Two years of impressive annual returns have suddenly reversed course for building material dealers, if the Q1 returns from public companies are any indication. Net profit and same-store (aka organic) sales plummeted because of declines in both lumber prices and homebuilding/DIY activity. Companies that sell lots of lumber fared worst, but even specialty dealers reported declines in sales traffic and/or profit.
The Q1 numbers look particularly bad because lumberyards with manufacturing have been doing so well; their revenues jumped 59% and 18% in 2021 and 2022, respectively, according to Webb Analytics' Construction Supply 150. And the new reports come at a time in which dealers nationwide say they're getting fewer requests for material takeoffs. Backing up that talk, the National Association of Home Builders says the number of single-family permit issuances in January and February of this year dropped 34.3% from the same two-month period last year. The state-by-state declines ranged from 3.8% in New Mexico to 72.8% in Montana. And in the three biggest permit-issuing states, the declines were 40.2% in Texas, 31.2% in Florida, and 22.3% in North Carolina.

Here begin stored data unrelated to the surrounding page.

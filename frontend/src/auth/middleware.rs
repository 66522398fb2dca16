//! Route protection for authenticated surfaces.
//!
//! A [`RouteGuard`] turns the current [`SessionSnapshot`] into a
//! [`GuardDecision`] for one route: wait, render, redirect, or show the
//! configured denial. [`GuardWatch`] re-runs that decision whenever the
//! session's state or permission version moves, so a permission change
//! reaches mounted routes without a reload.

use super::models::{AuthState, PermissionSet, PermissionVersion, SessionSnapshot};
use super::permissions::has_any_permission;
use crate::config::RouteConfig;
use tokio::sync::watch;

/// Permissions a route asks for.
#[derive(Debug, Clone, Default, PartialEq, Eq)]
pub enum PermissionRequirement {
    /// Authentication alone is enough.
    #[default]
    None,
    /// At least one of these permissions.
    AnyOf(Vec<String>),
}

impl PermissionRequirement {
    /// Builds an `AnyOf` requirement; an empty list means no requirement.
    pub fn any_of<I, S>(permissions: I) -> Self
    where
        I: IntoIterator<Item = S>,
        S: Into<String>,
    {
        let permissions: Vec<String> = permissions.into_iter().map(Into::into).collect();
        if permissions.is_empty() {
            Self::None
        } else {
            Self::AnyOf(permissions)
        }
    }

    pub fn single(permission: impl Into<String>) -> Self {
        Self::AnyOf(vec![permission.into()])
    }

    /// Whether an authenticated actor holding `granted` satisfies this.
    #[must_use]
    pub fn is_satisfied_by(&self, granted: &PermissionSet) -> bool {
        match self {
            Self::None => true,
            Self::AnyOf(permissions) => has_any_permission(Some(granted), permissions.as_slice()),
        }
    }
}

/// What a guarded route shows to an authenticated actor lacking permission.
#[derive(Debug, Clone, Default, PartialEq, Eq)]
pub enum DeniedBehavior<T> {
    /// Render the access-denied panel in place.
    #[default]
    AccessDenied,
    /// Send the actor to the landing surface.
    RedirectToLanding,
    /// Render caller-supplied content.
    Fallback(T),
}

/// Outcome of evaluating a guard.
#[derive(Debug, Clone, PartialEq, Eq)]
pub enum GuardDecision<T> {
    /// Boot has not finished; render a loading state.
    Pending,
    /// Render the protected content.
    Render,
    /// Navigate away without mounting the protected content.
    Redirect {
        to: String,
        /// Route to come back to after signing in.
        return_to: Option<String>,
    },
    /// Render the access-denied panel.
    AccessDenied,
    /// Render the caller's fallback.
    Fallback(T),
}

impl<T> GuardDecision<T> {
    #[must_use]
    pub fn renders_content(&self) -> bool {
        matches!(self, Self::Render)
    }

    #[must_use]
    pub fn redirect_target(&self) -> Option<&str> {
        match self {
            Self::Redirect { to, .. } => Some(to.as_str()),
            _ => None,
        }
    }
}

/// Per-route access policy.
#[derive(Debug, Clone)]
pub struct RouteGuard<T = ()> {
    requirement: PermissionRequirement,
    on_denied: DeniedBehavior<T>,
    path: Option<String>,
    login_route: String,
    landing_route: String,
}

impl RouteGuard<()> {
    /// Guard that only requires authentication and shows the access-denied
    /// panel on denial.
    pub fn new(routes: &RouteConfig) -> Self {
        Self {
            requirement: PermissionRequirement::None,
            on_denied: DeniedBehavior::AccessDenied,
            path: None,
            login_route: routes.login.clone(),
            landing_route: routes.landing.clone(),
        }
    }
}

impl<T> RouteGuard<T> {
    #[must_use]
    pub fn require(mut self, requirement: PermissionRequirement) -> Self {
        self.requirement = requirement;
        self
    }

    /// Requires any one of `permissions`; an empty list requires nothing.
    #[must_use]
    pub fn require_any<I, S>(self, permissions: I) -> Self
    where
        I: IntoIterator<Item = S>,
        S: Into<String>,
    {
        self.require(PermissionRequirement::any_of(permissions))
    }

    /// Path of the guarded route, carried on login redirects.
    #[must_use]
    pub fn at_path(mut self, path: impl Into<String>) -> Self {
        self.path = Some(path.into());
        self
    }

    #[must_use]
    pub fn redirect_on_denied(mut self) -> Self {
        self.on_denied = DeniedBehavior::RedirectToLanding;
        self
    }

    /// Renders `fallback` on denial instead of the access-denied panel.
    #[must_use]
    pub fn with_fallback<U>(self, fallback: U) -> RouteGuard<U> {
        RouteGuard {
            requirement: self.requirement,
            on_denied: DeniedBehavior::Fallback(fallback),
            path: self.path,
            login_route: self.login_route,
            landing_route: self.landing_route,
        }
    }

    pub fn requirement(&self) -> &PermissionRequirement {
        &self.requirement
    }
}

impl<T: Clone> RouteGuard<T> {
    pub fn evaluate(&self, snapshot: &SessionSnapshot) -> GuardDecision<T> {
        match snapshot.state {
            AuthState::Uninitialized | AuthState::Loading => GuardDecision::Pending,
            AuthState::Anonymous => self.login_redirect(),
            AuthState::Authenticated => match snapshot.permissions() {
                None => self.login_redirect(),
                Some(granted) if self.requirement.is_satisfied_by(granted) => {
                    GuardDecision::Render
                }
                Some(_) => self.denied(),
            },
        }
    }

    /// Ties this guard to a session subscription.
    pub fn watch(self, session: watch::Receiver<SessionSnapshot>) -> GuardWatch<T> {
        GuardWatch {
            guard: self,
            session,
            last: None,
        }
    }

    fn login_redirect(&self) -> GuardDecision<T> {
        GuardDecision::Redirect {
            to: self.login_route.clone(),
            return_to: self
                .path
                .clone()
                .filter(|path| *path != self.login_route),
        }
    }

    fn denied(&self) -> GuardDecision<T> {
        match &self.on_denied {
            DeniedBehavior::AccessDenied => GuardDecision::AccessDenied,
            DeniedBehavior::RedirectToLanding => GuardDecision::Redirect {
                to: self.landing_route.clone(),
                return_to: None,
            },
            DeniedBehavior::Fallback(fallback) => GuardDecision::Fallback(fallback.clone()),
        }
    }
}

type DecisionInputs = (AuthState, PermissionVersion, Option<PermissionSet>);

fn decision_inputs(snapshot: &SessionSnapshot) -> DecisionInputs {
    (
        snapshot.state,
        snapshot.permission_version,
        snapshot.permissions().cloned(),
    )
}

/// A guard bound to a live session.
#[derive(Debug)]
pub struct GuardWatch<T> {
    guard: RouteGuard<T>,
    session: watch::Receiver<SessionSnapshot>,
    last: Option<DecisionInputs>,
}

impl<T: Clone> GuardWatch<T> {
    /// Evaluates against the latest snapshot.
    pub fn current(&mut self) -> GuardDecision<T> {
        let snapshot = self.session.borrow_and_update().clone();
        self.last = Some(decision_inputs(&snapshot));
        self.guard.evaluate(&snapshot)
    }

    /// Waits until auth state, permission version or the held permission set
    /// changes, then returns the new decision.
    ///
    /// Returns `None` once the session manager is gone.
    pub async fn changed(&mut self) -> Option<GuardDecision<T>> {
        loop {
            self.session.changed().await.ok()?;
            let snapshot = self.session.borrow_and_update().clone();
            let inputs = decision_inputs(&snapshot);
            if self.last.as_ref() != Some(&inputs) {
                self.last = Some(inputs);
                return Some(self.guard.evaluate(&snapshot));
            }
        }
    }
}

Are we witnessing the start of a depressing new trend? It's always hard to tell given how wobbly the economy is these days, but basic math and other reports suggest the rest of this year's P&L statements won't look as bad as Q1, even if they aren't as robust as in past years.
Start with basic math. Lumberyards were bound to see sales go down given that softwood lumber prices averaged 46% higher in the first quarter of last year than they did in January through March of this year, according to the Producer Price Index. We'll continue to see some impact from that disparity in future earnings report--April 2022 softwood sold for 39% more than it did last month, for instance--but as the months progress, last year's prices will be more in line with 2023's. That means year-over-year disparities will shrink.
Second, consider housing's continuing bulge of single-family homes under construction. There were 1.66 million such homes nationally in March, about 3% more than a year earlier and only 4% down from last October's peak, according to the Census Bureau.
This continuing bulge, combined with the drop in permits and starts, have prompted "pig in a python" imagery, along with questions about what will happen to dealers once all the homes under construction get completed. Going into 2023, there had been suggestions that dealers would begin this fall to suffer from a lack of new business. But lately, some dealers have been reporting they can stay busy through the end of this year just fulfilling current commitments. They also are benefiting from a stronger multifamily market, and inflation in non-commodity products will bring in additional dollars.
"Though the results vary slightly by region, our April sales continued to offer encouraging signs that green shoots are starting to emerge across homebuilding,” Dave Rush, CEO of Builders FirstSource told analysts on May 3. He added later: "I think what we're seeing from our customers is they are cautiously optimistic. Again, that things will be stable, and there are areas where things are showing the ability for demand to be resilient when mortgage rates are at a level where buyers enter into the market again."
That said, BFS is also alerting Wall Street of what its numbers could look like if things get worse. Here's one slide it shared:
If starts declined 20% to 30% and lumber was in the $300-$400 range, the company that posted $22.7 billion in sales in 2022 might post as little as $14 billion in revenue this year. That said, most economists aren't expecting anywhere near that big a drop in starts.
As for remodeling, contractors tell Webb Analytics they're still busy, and one recent survey suggests remodelers' optimism has grown. The Farnsworth Group's polls of Do-It-For-Me customers shows little change in their appetite for projects, and some remodeling industry experts say there's enough latent demand to get contractors through the year.